**The data**:

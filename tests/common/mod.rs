#![allow(dead_code)]

use assert_cmd::Command;
use std::ffi::OsStr;
use std::path::{Path, PathBuf};
use tempfile::TempDir;

#[derive(Debug)]
pub struct CtRun {
    pub stdout: String,
    pub stderr: String,
    pub status: std::process::ExitStatus,
}

pub struct CtWorkspace {
    pub temp_dir: TempDir,
    pub root: PathBuf,
}

impl CtWorkspace {
    pub fn new() -> Self {
        let temp_dir = TempDir::new().expect("temp dir");
        let root = temp_dir.path().to_path_buf();
        Self { temp_dir, root }
    }

    pub fn document_path(&self) -> PathBuf {
        self.root.join(".capitask").join("document.json")
    }

    pub fn prefs_path(&self) -> PathBuf {
        self.root.join(".capitask").join("prefs.json")
    }
}

pub fn run_ct<I, S>(workspace: &CtWorkspace, args: I) -> CtRun
where
    I: IntoIterator<Item = S>,
    S: AsRef<OsStr>,
{
    run_ct_from(workspace, Path::new(""), args)
}

/// Run `ct` from a subdirectory of the workspace root (created if needed).
pub fn run_ct_from<I, S>(workspace: &CtWorkspace, subdir: &Path, args: I) -> CtRun
where
    I: IntoIterator<Item = S>,
    S: AsRef<OsStr>,
{
    let cwd = workspace.root.join(subdir);
    std::fs::create_dir_all(&cwd).expect("cwd");

    let mut cmd = Command::new(assert_cmd::cargo::cargo_bin!("ct"));
    cmd.current_dir(&cwd);
    cmd.args(args);
    cmd.env("NO_COLOR", "1");
    cmd.env("RUST_LOG", "capitask=debug");
    cmd.env("HOME", &workspace.root);
    cmd.env_remove("LANG");

    let output = cmd.output().expect("run ct");
    CtRun {
        stdout: String::from_utf8_lossy(&output.stdout).to_string(),
        stderr: String::from_utf8_lossy(&output.stderr).to_string(),
        status: output.status,
    }
}

/// Init a workspace and assert it succeeded.
pub fn init_workspace(workspace: &CtWorkspace) {
    let run = run_ct(workspace, ["init"]);
    assert!(run.status.success(), "init failed: {}", run.stderr);
}

/// Parse the id out of a `Created PROJ-n` line.
pub fn parse_created_id(stdout: &str) -> String {
    stdout
        .lines()
        .next()
        .and_then(|line| line.strip_prefix("Created "))
        .unwrap_or("")
        .trim()
        .to_string()
}
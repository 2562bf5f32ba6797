//! Data normalization: untrusted persisted JSON in, valid [`Document`] out.
//!
//! Every function here is total. Whatever shape the persisted blob has,
//! the result satisfies all document invariants: unique `PROJ-<n>` issue
//! ids, clamped fields, validated dates, deduplicated relation links and a
//! monotonic id counter. A top-level value that is not recognizably a
//! document is discarded wholesale in favor of seed data, so corruption
//! never blocks startup.
//!
//! Relation symmetry is deliberately NOT restored here; the normalizer
//! only deduplicates each issue's own side. Both sides of an edge are
//! owned by [`crate::relations`].

use crate::model::{
    Comment, Document, Epic, ISSUE_ID_PREFIX, Issue, IssueType, MAX_ID_SUFFIX, Priority,
    RelationLink, RelationType, Sprint, Status,
};
use crate::sanitize;
use chrono::{DateTime, Duration, Utc};
use serde_json::Value;
use std::collections::HashSet;

/// At most this many persisted issues are retained.
pub const MAX_ISSUES: usize = 2000;
pub const MAX_TITLE_LEN: usize = 120;
pub const MAX_DESCRIPTION_LEN: usize = 3000;
pub const MAX_PERSON_LEN: usize = 80;
pub const MAX_COMMENT_LEN: usize = 1000;
/// Only the most recent comments are retained.
pub const MAX_COMMENTS: usize = 300;
pub const MAX_RELATION_LINKS: usize = 100;
pub const MAX_EPICS: usize = 50;
pub const MAX_EPIC_TITLE_LEN: usize = 80;
pub const MAX_GOAL_LEN: usize = 240;
pub const MAX_SPRINT_NAME_LEN: usize = 120;
/// Short reference tokens: issue/sprint ids and epic ids.
pub const MAX_SPRINT_REF_LEN: usize = 24;
pub const MAX_EPIC_REF_LEN: usize = 32;

/// Upper bound for story point estimates.
pub const MAX_STORY_POINTS: i64 = 100;

pub const DEFAULT_REPORTER: &str = "Admin";
const DEFAULT_EPIC_COLOR: &str = "#000000";
const SEED_LAST_ID: i64 = 15;

/// Build the seed document used on first start and on corruption.
///
/// Contents mirror the classic seed set: two epics, one active sprint and
/// fifteen sample issues. Issue fields cycle deterministically so tests
/// can rely on the exact output.
#[must_use]
pub fn seed_document(now: DateTime<Utc>) -> Document {
    let today = now.date_naive();
    let types = IssueType::ALL;
    let priorities = Priority::ALL;
    let statuses = Status::ALL;

    let issues = (1..=15)
        .map(|i: i64| {
            let assignee = if i % 3 == 0 {
                "Alex"
            } else if i % 2 == 0 {
                "Maria"
            } else {
                "John"
            };
            let idx = usize::try_from(i).unwrap_or(0);
            Issue {
                id: format!("{ISSUE_ID_PREFIX}{i}"),
                title: format!("Sample Issue {i}"),
                description: "This is a detailed description of the task.".to_string(),
                issue_type: types[idx % 3],
                priority: priorities[(idx / 3) % 3],
                status: statuses[idx % 3],
                assignee: assignee.to_string(),
                reporter: DEFAULT_REPORTER.to_string(),
                story_points: i % 8 + 1,
                due_date: (today + Duration::days(i % 10 - 5))
                    .format("%Y-%m-%d")
                    .to_string(),
                sprint_id: (i < 10).then(|| "S-1".to_string()),
                epic_id: Some(if i % 2 == 0 { "E-1" } else { "E-2" }.to_string()),
                comments: Vec::new(),
                relation_links: Vec::new(),
            }
        })
        .collect();

    Document {
        epics: seed_epics(),
        sprint: seed_sprint(),
        issues,
        last_id: SEED_LAST_ID,
    }
}

fn seed_epics() -> Vec<Epic> {
    vec![
        Epic {
            id: "E-1".to_string(),
            title: "Design System".to_string(),
            color: "#000000".to_string(),
        },
        Epic {
            id: "E-2".to_string(),
            title: "Backend API".to_string(),
            color: "#EFEF00".to_string(),
        },
    ]
}

fn seed_sprint() -> Sprint {
    Sprint {
        id: "S-1".to_string(),
        name: "Sprint Alpha".to_string(),
        goal: "Implement core functionality".to_string(),
        start_date: "2023-10-01".to_string(),
        end_date: "2023-10-14".to_string(),
        is_active: true,
    }
}

/// Normalize a whole persisted document.
///
/// The value must at least be an object carrying an `issues` array and a
/// `sprint` object; anything else is replaced by seed data.
#[must_use]
pub fn normalize_document(raw: &Value, now: DateTime<Utc>) -> Document {
    let (Some(raw_issues), true) = (raw["issues"].as_array(), raw["sprint"].is_object()) else {
        return seed_document(now);
    };

    let sprint = normalize_sprint(&raw["sprint"]);
    let epics = normalize_epics(&raw["epics"]);

    let mut issues: Vec<Issue> = Vec::with_capacity(raw_issues.len().min(MAX_ISSUES));
    let mut seen = HashSet::new();
    for (index, raw_issue) in raw_issues.iter().take(MAX_ISSUES).enumerate() {
        let mut issue = normalize_issue(raw_issue, index, now);
        if !seen.insert(issue.id.clone()) {
            issue.id = next_free_id(&seen, index);
            seen.insert(issue.id.clone());
        }
        issues.push(issue);
    }

    // Resolve cross-references against the validated epic/sprint sets.
    let epic_ids: HashSet<&str> = epics.iter().map(|e| e.id.as_str()).collect();
    let first_epic_id = epics[0].id.clone();
    for issue in &mut issues {
        let known_epic = issue
            .epic_id
            .as_deref()
            .is_some_and(|id| epic_ids.contains(id));
        if !known_epic {
            issue.epic_id = Some(first_epic_id.clone());
        }
        if issue.sprint_id.as_deref() != Some(sprint.id.as_str()) {
            issue.sprint_id = None;
        }
    }

    // The counter must dominate every recognized suffix, even when the
    // persisted value was stale or tampered with. A missing or invalid
    // counter falls back to the seed default, and both sides of the
    // comparison are capped at MAX_ID_SUFFIX so incrementing the counter
    // can never overflow.
    let max_suffix = issues
        .iter()
        .filter_map(|i| Issue::id_suffix(&i.id))
        .max()
        .unwrap_or(0);
    let persisted = sanitize::clamp_integer(&raw["lastId"], 0, MAX_ID_SUFFIX, SEED_LAST_ID);
    let last_id = persisted.max(max_suffix);

    Document {
        epics,
        sprint,
        issues,
        last_id,
    }
}

/// Normalize a single persisted issue record.
///
/// `index` is the record's position in the persisted array; it provides
/// the fallback id `PROJ-<index+1>`. Never fails: the worst input yields a
/// minimally valid placeholder issue.
#[must_use]
pub fn normalize_issue(raw: &Value, index: usize, now: DateTime<Utc>) -> Issue {
    let id = sanitize::opt_token(&raw["id"], MAX_SPRINT_REF_LEN)
        .unwrap_or_else(|| format!("{ISSUE_ID_PREFIX}{}", index + 1));

    let title = {
        let t = sanitize::single_line_text(&raw["title"], MAX_TITLE_LEN);
        if t.is_empty() { id.clone() } else { t }
    };

    let reporter = {
        let r = sanitize::single_line_text(&raw["reporter"], MAX_PERSON_LEN);
        if r.is_empty() {
            DEFAULT_REPORTER.to_string()
        } else {
            r
        }
    };

    let relation_links = normalize_relation_links(raw, &id);

    Issue {
        title,
        description: sanitize::multiline_text(&raw["description"], MAX_DESCRIPTION_LEN),
        issue_type: resolve_variant(&raw["type"], &IssueType::ALL, IssueType::as_str),
        priority: resolve_variant(&raw["priority"], &Priority::ALL, Priority::as_str),
        status: resolve_variant(&raw["status"], &Status::ALL, Status::as_str),
        assignee: sanitize::single_line_text(&raw["assignee"], MAX_PERSON_LEN),
        reporter,
        story_points: sanitize::clamp_integer(&raw["storyPoints"], 0, MAX_STORY_POINTS, 0),
        due_date: sanitize::date_string(&raw["dueDate"]),
        sprint_id: sanitize::opt_token(&raw["sprintId"], MAX_SPRINT_REF_LEN),
        epic_id: sanitize::opt_token(&raw["epicId"], MAX_EPIC_REF_LEN),
        comments: normalize_comments(&raw["comments"], now),
        relation_links,
        id,
    }
}

/// Normalize an issue's relation links.
///
/// Prefers the `relationLinks` shape; falls back to the legacy
/// `relatesTo: string[]` shape (all edges typed `related`). Self-links are
/// rejected and `(target, type)` pairs are deduplicated, so the same two
/// issues may still be linked under multiple distinct types.
#[must_use]
pub fn normalize_relation_links(raw_issue: &Value, own_id: &str) -> Vec<RelationLink> {
    let candidates: Vec<RelationLink> = if let Some(entries) = raw_issue["relationLinks"].as_array()
    {
        entries
            .iter()
            .filter_map(|entry| {
                let target = sanitize::opt_token(&entry["targetIssueId"], MAX_SPRINT_REF_LEN)?;
                let relation_type = resolve_variant(
                    &entry["type"],
                    &RelationType::ALL,
                    RelationType::as_str,
                );
                Some(RelationLink {
                    target_issue_id: target,
                    relation_type,
                })
            })
            .collect()
    } else if let Some(targets) = raw_issue["relatesTo"].as_array() {
        targets
            .iter()
            .filter_map(|t| sanitize::opt_token(t, MAX_SPRINT_REF_LEN))
            .map(|target| RelationLink {
                target_issue_id: target,
                relation_type: RelationType::Related,
            })
            .collect()
    } else {
        Vec::new()
    };

    let mut seen = HashSet::new();
    candidates
        .into_iter()
        .filter(|link| link.target_issue_id != own_id)
        .filter(|link| seen.insert((link.target_issue_id.clone(), link.relation_type)))
        .take(MAX_RELATION_LINKS)
        .collect()
}

fn normalize_comments(raw: &Value, now: DateTime<Utc>) -> Vec<Comment> {
    let Some(entries) = raw.as_array() else {
        return Vec::new();
    };

    let mut comments: Vec<Comment> = entries
        .iter()
        .enumerate()
        .filter_map(|(index, entry)| normalize_comment(entry, index, now))
        .collect();

    // Newest last; keep only the most recent tail.
    if comments.len() > MAX_COMMENTS {
        comments.drain(..comments.len() - MAX_COMMENTS);
    }
    comments
}

fn normalize_comment(raw: &Value, index: usize, now: DateTime<Utc>) -> Option<Comment> {
    let text = sanitize::multiline_text(&raw["text"], MAX_COMMENT_LEN);
    if text.is_empty() {
        return None;
    }

    let created_at = raw["createdAt"]
        .as_str()
        .and_then(|s| DateTime::parse_from_rfc3339(s).ok())
        .map_or(now, |dt| dt.with_timezone(&Utc));

    Some(Comment {
        id: sanitize::opt_token(&raw["id"], MAX_SPRINT_REF_LEN)
            .unwrap_or_else(|| format!("C-{}", index + 1)),
        text,
        author: sanitize::single_line_text(&raw["author"], MAX_PERSON_LEN),
        created_at,
    })
}

fn normalize_sprint(raw: &Value) -> Sprint {
    let seed = seed_sprint();
    Sprint {
        id: sanitize::opt_token(&raw["id"], MAX_SPRINT_REF_LEN).unwrap_or(seed.id),
        name: merge_text(&raw["name"], MAX_SPRINT_NAME_LEN, seed.name),
        goal: merge_text(&raw["goal"], MAX_GOAL_LEN, seed.goal),
        start_date: merge_date(&raw["startDate"], seed.start_date),
        end_date: merge_date(&raw["endDate"], seed.end_date),
        is_active: raw["isActive"].as_bool().unwrap_or(seed.is_active),
    }
}

fn merge_text(raw: &Value, max_len: usize, seed: String) -> String {
    let text = sanitize::single_line_text(raw, max_len);
    if text.is_empty() { seed } else { text }
}

fn merge_date(raw: &Value, seed: String) -> String {
    let date = sanitize::date_string(raw);
    if date.is_empty() { seed } else { date }
}

fn normalize_epics(raw: &Value) -> Vec<Epic> {
    let epics: Vec<Epic> = raw
        .as_array()
        .map(|entries| {
            entries
                .iter()
                .take(MAX_EPICS)
                .filter_map(|entry| {
                    let id = sanitize::opt_token(&entry["id"], MAX_EPIC_REF_LEN)?;
                    let title = sanitize::opt_token(&entry["title"], MAX_EPIC_TITLE_LEN)?;
                    Some(Epic {
                        id,
                        title,
                        color: normalize_color(&entry["color"]),
                    })
                })
                .collect()
        })
        .unwrap_or_default();

    if epics.is_empty() { seed_epics() } else { epics }
}

fn normalize_color(raw: &Value) -> String {
    let Some(s) = raw.as_str() else {
        return DEFAULT_EPIC_COLOR.to_string();
    };
    let is_hex = s.len() == 7
        && s.starts_with('#')
        && s[1..].bytes().all(|b| b.is_ascii_hexdigit());
    if is_hex {
        s.to_string()
    } else {
        DEFAULT_EPIC_COLOR.to_string()
    }
}

fn resolve_variant<T: Copy + Default>(raw: &Value, variants: &[T], as_str: fn(T) -> &'static str) -> T {
    raw.as_str()
        .and_then(|s| variants.iter().copied().find(|&v| as_str(v) == s))
        .unwrap_or_default()
}

fn next_free_id(seen: &HashSet<String>, index: usize) -> String {
    let mut n = i64::try_from(index).unwrap_or(0) + 1;
    loop {
        let candidate = format!("{ISSUE_ID_PREFIX}{n}");
        if !seen.contains(&candidate) {
            return candidate;
        }
        n += 1;
    }
}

**Exercise instructions**:
Look above for the line containing "#[derive(Debug)]". Output from there through the line containing "(created if needed).", exactly and inclusively.

**Response to the exercise**:
#[derive(Debug)]
pub struct CtRun {
    pub stdout: String,
    pub stderr: String,
    pub status: std::process::ExitStatus,
}

pub struct CtWorkspace {
    pub temp_dir: TempDir,
    pub root: PathBuf,
}

impl CtWorkspace {
    pub fn new() -> Self {
        let temp_dir = TempDir::new().expect("temp dir");
        let root = temp_dir.path().to_path_buf();
        Self { temp_dir, root }
    }

    pub fn document_path(&self) -> PathBuf {
        self.root.join(".capitask").join("document.json")
    }

    pub fn prefs_path(&self) -> PathBuf {
        self.root.join(".capitask").join("prefs.json")
    }
}

pub fn run_ct<I, S>(workspace: &CtWorkspace, args: I) -> CtRun
where
    I: IntoIterator<Item = S>,
    S: AsRef<OsStr>,
{
    run_ct_from(workspace, Path::new(""), args)
}

/// Run `ct` from a subdirectory of the workspace root (created if needed).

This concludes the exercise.